28 DE NOVEMBRO DE 2020
DRAUZIO VARELLA
MACHÕES E MARICAS
Um homem de moral não fica no chão, nem quer que mulher lhe venha dar a mão, diz o samba de Paulo Vanzolini.
Desde a tenra infância, ouvimos que "homem não chora", "não dá sinal de fraqueza" e "não pede proteção". Apanhou na rua, tem que revidar, mesmo que o adversário tenha o dobro da idade e do tamanho. Na adolescência, homem de verdade é aquele que afronta qualquer perigo. Quanto mais temerários, mais respeitados seremos pelos pares, ainda que as consequências de nossos atos ameacem a nossa e, eventualmente, a vida deles.
Como consequência, na infância sofremos mais acidentes e fraturamos mais ossos do que nossas irmãs; mais tarde, correremos mais risco de morte no trânsito e por armas de fogo; na vida adulta consideraremos ir ao médico, fazer exames e cuidar da saúde com racionalidade, "coisa de mulher".
Havemos de honrar para sempre o mito de pertencer ao sexo forte, ainda que em desacordo com as evidências mais elementares. Por exemplo: com exceção das sociedades em que as mulheres são mantidas em posições hierárquicas que lhes negam acesso à assistência médica e à alimentação de qualidade, nas demais o tal sexo forte morre bem antes. Pode escolher o país, prezada leitora: Japão, Honduras, Canadá, Coreia, Tanzânia, Marrocos, Austrália ou outro qualquer, em todos a longevidade feminina é maior.
No Brasil, a expectativa média de vida dos homens é sete anos inferior à das mulheres. É visível, basta pensar em quantas viúvas e viúvos você conhece.
Várias publicações na área da psicologia demonstram que a sociedade trata a masculinidade como um valor a ser conquistado graças ao esforço de uma vida inteira que, no entanto, pode ir por água abaixo ao menor vacilo. Em artigo para a revista Scientific American, Peter Glick, professor da Universidade Lawrence, analisa a conduta de três líderes que adotaram a postura de machões empedernidos diante da pandemia atual, em prejuízo das nações que teriam por obrigação defender: Donald Trump, Boris Johnson e Jair Bolsonaro. Segundo Glick, os países governados pelos três foram prejudicados de duas formas.

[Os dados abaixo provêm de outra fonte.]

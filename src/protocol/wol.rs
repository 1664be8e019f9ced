use crate::error::{ProtocolError, Result};
use tokio::net::UdpSocket;
use tracing::debug;

const WOL_PORT: u16 = 9;
const MAGIC_PACKET_SIZE: usize = 102;

/// Parses a MAC address; accepts `:`, `-` and `.` separators and bare hex.
pub fn parse_mac(input: &str) -> std::result::Result<[u8; 6], ProtocolError> {
    let hex: String = input
        .chars()
        .filter(|c| !matches!(c, ':' | '-' | '.'))
        .collect();

    if hex.len() != 12 || !hex.chars().all(|c| c.is_ascii_hexdigit()) {
        return Err(ProtocolError::InvalidMac(input.to_string()));
    }

    let mut mac = [0u8; 6];
    for (i, byte) in mac.iter_mut().enumerate() {
        *byte = u8::from_str_radix(&hex[i * 2..i * 2 + 2], 16)
            .map_err(|_| ProtocolError::InvalidMac(input.to_string()))?;
    }
    Ok(mac)
}

/// 6 bytes of 0xFF followed by 16 repetitions of the MAC.
pub fn build_magic_packet(mac: [u8; 6]) -> [u8; MAGIC_PACKET_SIZE] {
    let mut packet = [0xFFu8; MAGIC_PACKET_SIZE];
    for repetition in 0..16 {
        let start = 6 + repetition * 6;
        packet[start..start + 6].copy_from_slice(&mac);
    }
    packet
}

/// Broadcasts the magic packet for `mac_str` to UDP port 9.
pub async fn wake(mac_str: &str) -> Result<()> {
    let mac = parse_mac(mac_str)?;
    let packet = build_magic_packet(mac);

    let socket = UdpSocket::bind("0.0.0.0:0")
        .await
        .map_err(|e| ProtocolError::WakeFailed(e.to_string()))?;
    socket
        .set_broadcast(true)
        .map_err(|e| ProtocolError::WakeFailed(e.to_string()))?;
    socket
        .send_to(&packet, ("255.255.255.255", WOL_PORT))
        .await
        .map_err(|e| ProtocolError::WakeFailed(e.to_string()))?;

    debug!(mac = mac_str, "Magic packet broadcast");
    Ok(())
}

#[cfg(test)]
mod tests {
    use super::*;

    #[test]
    fn test_parse_mac_separators() {
        let expected = [0xAA, 0xBB, 0xCC, 0x00, 0x11, 0x22];
        assert_eq!(parse_mac("AA:BB:CC:00:11:22").expect("colon form"), expected);
        assert_eq!(parse_mac("aa-bb-cc-00-11-22").expect("dash form"), expected);
        assert_eq!(parse_mac("aabb.cc00.1122").expect("dot form"), expected);
        assert_eq!(parse_mac("aabbcc001122").expect("bare form"), expected);
    }

    #[test]
    fn test_parse_mac_rejects_invalid() {
        assert!(parse_mac("").is_err());
        assert!(parse_mac("aa:bb:cc").is_err());
        assert!(parse_mac("zz:bb:cc:00:11:22").is_err());
        assert!(parse_mac("aabbcc00112233").is_err());
    }

    #[test]
    fn test_magic_packet_layout() {
        let mac = [0x01, 0x02, 0x03, 0x04, 0x05, 0x06];
        let packet = build_magic_packet(mac);

        assert_eq!(packet.len(), 102);
        assert!(packet[..6].iter().all(|&b| b == 0xFF));
        for repetition in 0..16 {
            let start = 6 + repetition * 6;
            assert_eq!(&packet[start..start + 6], &mac);
        }
    }
}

A primeira é explicada pelo fenômeno conhecido como modelagem social, segundo o qual as palavras e ações de figuras públicas influenciam seus seguidores. Nos comícios da última campanha para a presidência dos Estados Unidos, por exemplo, Biden e seus apoiadores usavam máscara e guardavam distância uns dos outros, enquanto Trump e os seus se acotovelavam com os rostos descobertos.

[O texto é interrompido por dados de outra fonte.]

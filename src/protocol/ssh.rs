use crate::error::{ProtocolError, Result};
use crate::model::{Device, Protocol, Share};
use crate::protocol::mount::{MountKey, MountTable};
use crate::protocol::{mount_point_name, probe_tcp, ProtocolDriver};
use async_trait::async_trait;
use std::path::{Path, PathBuf};
use std::process::Stdio;
use std::sync::Arc;
use tokio::io::AsyncWriteExt;
use tokio::process::Command;
use tracing::debug;

const SSH_DEFAULT_PORT: u16 = 22;

/// Mounts remote directories over SFTP with `sshfs`; the password goes in
/// over stdin, never through argv.
pub struct SshDriver {
    mount_base: PathBuf,
    table: Arc<MountTable>,
}

impl SshDriver {
    pub fn new(mount_base: PathBuf, table: Arc<MountTable>) -> Self {
        Self { mount_base, table }
    }

    async fn perform_mount(
        &self,
        device: &Device,
        share: &Share,
        password: &str,
    ) -> Result<PathBuf> {
        let mount_point = self
            .mount_base
            .join(mount_point_name(&device.host, &share.remote_path));
        tokio::fs::create_dir_all(&mount_point)
            .await
            .map_err(|e| ProtocolError::MountFailed(format!("{}: {}", mount_point.display(), e)))?;

        let source = format!("{}@{}:{}", device.username, device.host, share.remote_path);

        debug!(source = %source, mount_point = %mount_point.display(), "Mounting SSH share");

        let mut child = match Command::new("sshfs")
            .arg(&source)
            .arg(&mount_point)
            .arg("-p")
            .arg(device.port.unwrap_or(SSH_DEFAULT_PORT).to_string())
            .arg("-o")
            .arg("password_stdin,ro,StrictHostKeyChecking=accept-new")
            .stdin(Stdio::piped())
            .stdout(Stdio::piped())
            .stderr(Stdio::piped())
            .spawn()
        {
            Ok(child) => child,
            Err(e) => {
                let _ = tokio::fs::remove_dir(&mount_point).await;
                return Err(ProtocolError::MountFailed(format!(
                    "failed to execute sshfs: {}",
                    e
                ))
                .into());
            }
        };

        if let Some(mut stdin) = child.stdin.take() {
            let _ = stdin.write_all(format!("{}\n", password).as_bytes()).await;
        }

        let output = match child.wait_with_output().await {
            Ok(output) => output,
            Err(e) => {
                let _ = tokio::fs::remove_dir(&mount_point).await;
                return Err(ProtocolError::MountFailed(e.to_string()).into());
            }
        };

        if !output.status.success() {
            let _ = tokio::fs::remove_dir(&mount_point).await;
            let stderr = String::from_utf8_lossy(&output.stderr);
            return Err(ProtocolError::MountFailed(format!(
                "sshfs failed for {}: {}",
                source,
                stderr.trim()
            ))
            .into());
        }

        Ok(mount_point)
    }

    async fn perform_unmount(mount_path: &Path) -> Result<()> {
        let output = Command::new("fusermount")
            .arg("-u")
            .arg(mount_path)
            .output()
            .await
            .map_err(|e| ProtocolError::UnmountFailed(e.to_string()))?;

        if !output.status.success() {
            let stderr = String::from_utf8_lossy(&output.stderr);
            return Err(ProtocolError::UnmountFailed(format!(
                "{}: {}",
                mount_path.display(),
                stderr.trim()
            ))
            .into());
        }

        let _ = tokio::fs::remove_dir(mount_path).await;
        Ok(())
    }
}

#[async_trait]
impl ProtocolDriver for SshDriver {
    fn name(&self) -> &'static str {
        "ssh"
    }

    fn supports_wol(&self) -> bool {
        true
    }

    fn requires_auth(&self) -> bool {
        true
    }

    async fn test_connection(&self, device: &Device) -> Result<()> {
        probe_tcp(&device.host, device.port.unwrap_or(SSH_DEFAULT_PORT)).await
    }

    async fn mount(&self, device: &Device, share: &Share, password: &str) -> Result<PathBuf> {
        let key = MountKey::new(&device.host, &share.remote_path);
        self.table
            .mount(key, Protocol::Ssh, || {
                self.perform_mount(device, share, password)
            })
            .await
    }

    async fn unmount(&self, mount_path: &Path) -> Result<()> {
        self.table
            .release(mount_path, |path| async move {
                Self::perform_unmount(&path).await
            })
            .await
    }

    async fn teardown(&self, mount_path: &Path) -> Result<()> {
        Self::perform_unmount(mount_path).await
    }
}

A segunda é baseada num estudo com cerca de 2 mil participantes, em que o grupo de Glick aplicou questionários para avaliar se os entrevistados concordavam ou discordavam de determinadas normas culturais que recompensam a masculinidade tóxica. Os resultados permitiram validar o que os autores chamaram de "cultura da competição".
Essa competição de "cachorro contra cachorro", que admite apenas duas posições (ou você está de acordo ou é meu inimigo), sintetiza a essência do que a sociedade considera masculinidade. Líderes que cultivam a imagem de machões partem do princípio de que conseguem resolver tudo sozinhos, e que ouvir as recomendações dos especialistas pode ser interpretado como falta de autoridade e colocar em dúvida sua macheza. Afinal, homem que é homem não fraqueja, anda pelas ruas de peito aberto sem medo da morte - principalmente quando é a dos outros. Reações tão desvinculadas da realidade impedem que o conhecimento científico seja traduzido em políticas públicas necessárias para proteger a população.
Enquanto o primeiro-ministro do Reino Unido teve discernimento para rever suas posições, depois de internado em Londres por causa da covid, os outros dois acharam mais importante manter a imagem fake de valentões bons de briga. Apesar de terem adquirido a doença, recebido a melhor atenção médica e transmitido o vírus para familiares, diversos colaboradores e sabe lá para quantos incautos que se juntaram às aglomerações promovidas por eles.
A pandemia desmascarou os perigos desse comportamento insensato e irresponsável, quando adotado por líderes nacionais. Em número de habitantes, o Brasil ocupa a sexta posição no mundo, e os Estados Unidos, a terceira. Não é por acaso que os dois países são os líderes mundiais em número de mortes causadas pelo coronavírus.